The stabilizer is a distillation column with 26 trays and a reboiler using hot oil. The reflux temperature of the stabilizer is less than the boiling point of water and the reboiler temperature is greater.
Consequently, any entrained water will accumulate halfway in this column. Liquid draw-off trays have therefore been provided to remove this water phase.
The stabilized condensate from the bottom of the column contains some dissolved CH3OH which is recovered in the condensate wash column by counter-current absorption in a cleaned water stream.
VAPOR, METHANOL RECOVERY
The vapor recovery unit (VRU) consists of two 50% two-stage reciprocating compressors with coolers and knockout drums. The overhead vapor of the stabilizer column is compressed in the first stage of the VRU's compressors.
After cooling, this stream mixes with the VRU's interstage drum with the flashed liquid from the cold separator and expander suction drum and with flash gas from the stabilizer feed drum.
The cold hydrocarbon liquid from the VRU's interstage drum is returned to the top tray of the stabilizer and acts as reflux. The gas from the interstage drum is compressed by the second stage of the compressor and returned to the inlet of the GDU.
Discharge cooling for the VRU's compressors occurs by exchanging heat with the cold sales gas from the gas-gas heat exchanger. The VRU integrates the gas dew point-control unit and condensate-stabilization unit so that hydrocarbon losses are minimized.
The methanol-recovery unit (MRU) recovers the CH3OH from the water-phase of the slug catcher and also from water streams of the stabilizer feed drum, the VRU's interstage drum, and the condensate-wash column. This combined stream goes to the MRU (distillation) column.
This 24-m high packed column is designed to produce 99% pure CH3OH as overhead product and water with only 3 ppm CH3OH as bottom product. The cleansed water is sent to the adjacent Rijn field production platform for further processing or disposal.

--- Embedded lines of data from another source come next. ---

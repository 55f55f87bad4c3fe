//! Realm configuration

use serde::{Deserialize, Serialize};

use crate::error::{StrapsError, StrapsResult};

/// Default leading character of alias strings (`"#other"`).
pub const DEFAULT_ALIAS_PREFIX: char = '#';

/// Default maximum nesting of native calls.
pub const DEFAULT_MAX_CALL_DEPTH: usize = 256;

/// Options for creating a [`Realm`](crate::Realm)
#[derive(Debug, Clone, PartialEq, Serialize, Deserialize)]
#[serde(default)]
pub struct RealmOptions {
    /// Leading character that turns a string field into an alias
    pub alias_prefix: char,

    /// Maximum nesting of native calls before `CallDepthExceeded`
    pub max_call_depth: usize,

    /// Treat plain-object values owning a callable `get` as accessor
    /// descriptors during injection.
    ///
    /// This is a structural check: a data value that merely has that shape
    /// is defined as an accessor. Turn it off to require explicit
    /// `Field::Accessor` entries.
    pub accessor_shapes: bool,
}

impl Default for RealmOptions {
    fn default() -> Self {
        Self {
            alias_prefix: DEFAULT_ALIAS_PREFIX,
            max_call_depth: DEFAULT_MAX_CALL_DEPTH,
            accessor_shapes: true,
        }
    }
}

impl RealmOptions {
    /// Create default options
    pub fn new() -> Self {
        Self::default()
    }

    /// Options that only honor explicit accessors
    pub fn strict() -> Self {
        Self {
            accessor_shapes: false,
            ..Self::default()
        }
    }

    /// Parse options from JSON; missing keys keep their defaults
    pub fn from_json(json: &str) -> StrapsResult<Self> {
        serde_json::from_str(json).map_err(|e| StrapsError::Config(e.to_string()))
    }

    /// Set the alias prefix
    pub fn with_alias_prefix(mut self, prefix: char) -> Self {
        self.alias_prefix = prefix;
        self
    }

    /// Set the maximum call depth
    pub fn with_max_call_depth(mut self, depth: usize) -> Self {
        self.max_call_depth = depth;
        self
    }
}

#[cfg(test)]
mod tests {
    use super::*;

    #[test]
    fn test_defaults() {
        let options = RealmOptions::default();
        assert_eq!(options.alias_prefix, '#');
        assert_eq!(options.max_call_depth, DEFAULT_MAX_CALL_DEPTH);
        assert!(options.accessor_shapes);
        assert!(!RealmOptions::strict().accessor_shapes);
    }

    #[test]
    fn test_from_json_partial() {
        let options = RealmOptions::from_json(r#"{ "alias_prefix": "@" }"#).unwrap();
        assert_eq!(options.alias_prefix, '@');
        assert_eq!(options.max_call_depth, DEFAULT_MAX_CALL_DEPTH);
    }

    #[test]
    fn test_from_json_invalid() {
        let err = RealmOptions::from_json(r#"{ "max_call_depth": "deep" }"#).unwrap_err();
        assert!(matches!(err, StrapsError::Config(_)));
    }
}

The overhead product is cooled, and the recovered CH3OH is mixed with corrosion inhibitor, pumped in two stages to 317 bara, and flows through 2 and 3-in. pipelines back to the WPPs and subsea wells for injection in the wellheads.

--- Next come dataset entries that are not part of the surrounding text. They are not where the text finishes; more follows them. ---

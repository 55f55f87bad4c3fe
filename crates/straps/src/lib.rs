//! Straps: class composition on delegating objects
//!
//! This crate provides a small composition engine:
//! - **Injection**: merge a field source into an object, linking replaced
//!   methods and synthesizing `getX`/`setX` bean accessors (`inject` module)
//! - **Classes**: derive classes whose instances delegate to a template and
//!   whose statics are copied down the hierarchy (`class` module)
//! - **Iteration and helpers**: `each`, `merge`, `clone_object`, `pick`
//!
//! Everything lives in a [`Realm`], an arena of objects, native functions
//! and classes.
//!
//! # Example
//!
//! ```rust,ignore
//! use straps::{FieldSource, Realm, Value};
//!
//! let mut realm = Realm::new();
//! let get_width = realm.define_function("getWidth", 0, |realm, inv| {
//!     let this = inv.this.as_object().unwrap();
//!     realm.get(this, "_width")
//! });
//! let shape = realm.extend(realm.base_class(), &[
//!     FieldSource::new().field("_width", 3).field("getWidth", get_width),
//! ])?;
//! let instance = realm.construct(shape, vec![])?;
//! assert_eq!(realm.get(instance, "width")?, Value::Number(3.0));
//! ```

#![warn(missing_docs)]
#![warn(rust_2018_idioms)]

// ============================================================================
// Object model
// ============================================================================

pub mod error;
pub mod function;
pub mod object;
pub mod options;
pub mod realm;
pub mod value;

// ============================================================================
// Composition
// ============================================================================

pub mod class;
pub mod each;
pub mod inject;
pub mod source;
pub mod utils;

// ============================================================================
// Re-exports
// ============================================================================

pub use class::{Class, ClassRegistry};
pub use each::EachKey;
pub use error::{StrapsError, StrapsResult};
pub use function::{Function, Invocation, Method, NativeFn, OverrideLink};
pub use inject::InjectMode;
pub use object::{Object, PropertyDescriptor, Slot};
pub use options::RealmOptions;
pub use realm::Realm;
pub use source::{Field, FieldSource, Statics};
pub use utils::{pick, pick_first};
pub use value::{ClassId, FunctionId, ObjectId, Value};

As a result, no CH3OH injection pumps are required on the WPPS.
UTILITIES
The P/15-D gas-production platform has the following utilities: instrument air hot-oil system (2 x 4.5-mw furnaces), atmospheric and high-pressure vent, open and closed drain system, power generators (two 3.5-mw gas turbine-driven units), fuel gas and blanket gas, hot water (for cleaning), and a lifeboat.
The following are available on or from the Rijn C platform: control room, living quarters, helideck, potable water, firewater and service water, high pressure and low-pressure flare, diesel fuel, black start and emergency power, and rescue and lifeboats.

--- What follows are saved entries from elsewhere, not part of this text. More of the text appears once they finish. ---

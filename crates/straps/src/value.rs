//! Value representation and arena handles
//!
//! Everything a field can hold is a [`Value`]. Objects, functions and
//! classes live in the [`Realm`](crate::Realm) arenas and are referred to
//! by small copyable ids, so values are cheap to clone and compare by
//! identity.

use std::fmt;
use std::rc::Rc;

/// Handle of an object stored in a realm
#[derive(Clone, Copy, PartialEq, Eq, Hash, PartialOrd, Ord)]
pub struct ObjectId(pub(crate) u32);

/// Handle of a native function stored in a realm
#[derive(Clone, Copy, PartialEq, Eq, Hash, PartialOrd, Ord)]
pub struct FunctionId(pub(crate) u32);

/// Handle of a class registered in a realm
#[derive(Clone, Copy, PartialEq, Eq, Hash, PartialOrd, Ord)]
pub struct ClassId(pub(crate) u32);

macro_rules! arena_handle {
    ($ty:ident, $prefix:literal) => {
        impl $ty {
            /// Arena index of this handle
            #[inline]
            pub fn index(self) -> usize {
                self.0 as usize
            }

            #[inline]
            pub(crate) fn from_index(index: usize) -> Self {
                $ty(index as u32)
            }
        }

        impl fmt::Debug for $ty {
            fn fmt(&self, f: &mut fmt::Formatter<'_>) -> fmt::Result {
                write!(f, concat!($prefix, "#{}"), self.0)
            }
        }
    };
}

arena_handle!(ObjectId, "object");
arena_handle!(FunctionId, "function");
arena_handle!(ClassId, "class");

/// A field value
#[derive(Debug, Clone, Default)]
pub enum Value {
    /// The "not defined" sentinel
    #[default]
    Undefined,
    /// Defined absence of a value
    Null,
    /// Boolean
    Bool(bool),
    /// Number
    Number(f64),
    /// Immutable string
    Str(Rc<str>),
    /// Reference to a realm object
    Object(ObjectId),
    /// Reference to a native function
    Function(FunctionId),
    /// Reference to a class
    Class(ClassId),
}

impl Value {
    /// Check for the undefined sentinel
    #[inline]
    pub fn is_undefined(&self) -> bool {
        matches!(self, Value::Undefined)
    }

    /// Check for `Undefined` or `Null`
    #[inline]
    pub fn is_nullish(&self) -> bool {
        matches!(self, Value::Undefined | Value::Null)
    }

    /// Only functions can be called
    #[inline]
    pub fn is_callable(&self) -> bool {
        matches!(self, Value::Function(_))
    }

    /// Object handle, if this is an object
    pub fn as_object(&self) -> Option<ObjectId> {
        match self {
            Value::Object(id) => Some(*id),
            _ => None,
        }
    }

    /// Function handle, if this is a function
    pub fn as_function(&self) -> Option<FunctionId> {
        match self {
            Value::Function(id) => Some(*id),
            _ => None,
        }
    }

    /// Class handle, if this is a class
    pub fn as_class(&self) -> Option<ClassId> {
        match self {
            Value::Class(id) => Some(*id),
            _ => None,
        }
    }

    /// Number, if this is a number
    pub fn as_number(&self) -> Option<f64> {
        match self {
            Value::Number(n) => Some(*n),
            _ => None,
        }
    }

    /// Boolean, if this is a boolean
    pub fn as_bool(&self) -> Option<bool> {
        match self {
            Value::Bool(b) => Some(*b),
            _ => None,
        }
    }

    /// String contents, if this is a string
    pub fn as_str(&self) -> Option<&str> {
        match self {
            Value::Str(s) => Some(s),
            _ => None,
        }
    }

    /// Loose truthiness, used when object fields are read as flags
    pub fn is_truthy(&self) -> bool {
        match self {
            Value::Undefined | Value::Null => false,
            Value::Bool(b) => *b,
            Value::Number(n) => *n != 0.0 && !n.is_nan(),
            Value::Str(s) => !s.is_empty(),
            Value::Object(_) | Value::Function(_) | Value::Class(_) => true,
        }
    }

    /// Short type description for diagnostics
    pub fn type_name(&self) -> &'static str {
        match self {
            Value::Undefined => "undefined",
            Value::Null => "null",
            Value::Bool(_) => "boolean",
            Value::Number(_) => "number",
            Value::Str(_) => "string",
            Value::Object(_) => "object",
            Value::Function(_) => "function",
            Value::Class(_) => "class",
        }
    }
}

/// Identity for references, value equality for primitives.
/// `NaN` is never equal to itself.
impl PartialEq for Value {
    fn eq(&self, other: &Self) -> bool {
        match (self, other) {
            (Value::Undefined, Value::Undefined) | (Value::Null, Value::Null) => true,
            (Value::Bool(a), Value::Bool(b)) => a == b,
            (Value::Number(a), Value::Number(b)) => a == b,
            (Value::Str(a), Value::Str(b)) => a == b,
            (Value::Object(a), Value::Object(b)) => a == b,
            (Value::Function(a), Value::Function(b)) => a == b,
            (Value::Class(a), Value::Class(b)) => a == b,
            _ => false,
        }
    }
}

impl From<bool> for Value {
    fn from(b: bool) -> Self {
        Value::Bool(b)
    }
}

impl From<f64> for Value {
    fn from(n: f64) -> Self {
        Value::Number(n)
    }
}

impl From<i32> for Value {
    fn from(n: i32) -> Self {
        Value::Number(n as f64)
    }
}

impl From<&str> for Value {
    fn from(s: &str) -> Self {
        Value::Str(Rc::from(s))
    }
}

impl From<String> for Value {
    fn from(s: String) -> Self {
        Value::Str(Rc::from(s))
    }
}

impl From<Rc<str>> for Value {
    fn from(s: Rc<str>) -> Self {
        Value::Str(s)
    }
}

impl From<ObjectId> for Value {
    fn from(id: ObjectId) -> Self {
        Value::Object(id)
    }
}

impl From<FunctionId> for Value {
    fn from(id: FunctionId) -> Self {
        Value::Function(id)
    }
}

impl From<ClassId> for Value {
    fn from(id: ClassId) -> Self {
        Value::Class(id)
    }
}

impl<T: Into<Value>> From<Option<T>> for Value {
    fn from(value: Option<T>) -> Self {
        value.map(Into::into).unwrap_or(Value::Undefined)
    }
}

#[cfg(test)]
mod tests {
    use super::*;

    #[test]
    fn test_null_is_defined() {
        assert!(Value::Undefined.is_undefined());
        assert!(!Value::Null.is_undefined());
        assert!(Value::Null.is_nullish());
    }

    #[test]
    fn test_reference_identity() {
        assert_eq!(Value::Object(ObjectId(3)), Value::Object(ObjectId(3)));
        assert_ne!(Value::Object(ObjectId(3)), Value::Object(ObjectId(4)));
        assert_ne!(Value::Function(FunctionId(3)), Value::Object(ObjectId(3)));
    }

    #[test]
    fn test_truthiness() {
        assert!(!Value::from(0).is_truthy());
        assert!(!Value::from("").is_truthy());
        assert!(!Value::Number(f64::NAN).is_truthy());
        assert!(Value::from("x").is_truthy());
        assert!(Value::Object(ObjectId(0)).is_truthy());
    }

    #[test]
    fn test_option_conversion() {
        assert_eq!(Value::from(None::<i32>), Value::Undefined);
        assert_eq!(Value::from(Some(2)), Value::Number(2.0));
    }
}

The main safety feature of the development is that no accommodations are present on P/15-D, and the WPPs are not normally manned.
Amoco and Stork Protech formed a separate team with TNO (Dutch Organization for Applied Scientific Research) to produce the safety case for this project.
The resultant safety case consists of a suite of 13 studies and reports covering such aspects as fire and explosion study, risk analysis, and hazardous operations.
This exercise gave valuable feedback to the design team and constitutes a useful background for developing safety procedures.
START-UP
A team of Amoco and Stork Protech started the detailed design of the P/15P/18 system in January 1991.
Amoco awarded construction of the jackets and topsides of the WPPs in February 1992 to McDermott's yard in Jebel Ali (Dubai U.A.E.). And Amoco awarded construction of the topsides of P/15-D in April 1992 to Grootint's construction yard in Zwijndrecht (The Netherlands).
The WPPs and the jacket of P/ 15-D were installed from April to June 1993. The topsides of P/15-D were placed Aug. 1, 1993, according to schedule.
First gas was delivered on Oct. 26, 1993. Start-up was formally completed Jan. 20,1994, when the full capacity of 13.4 MMscfd was reached.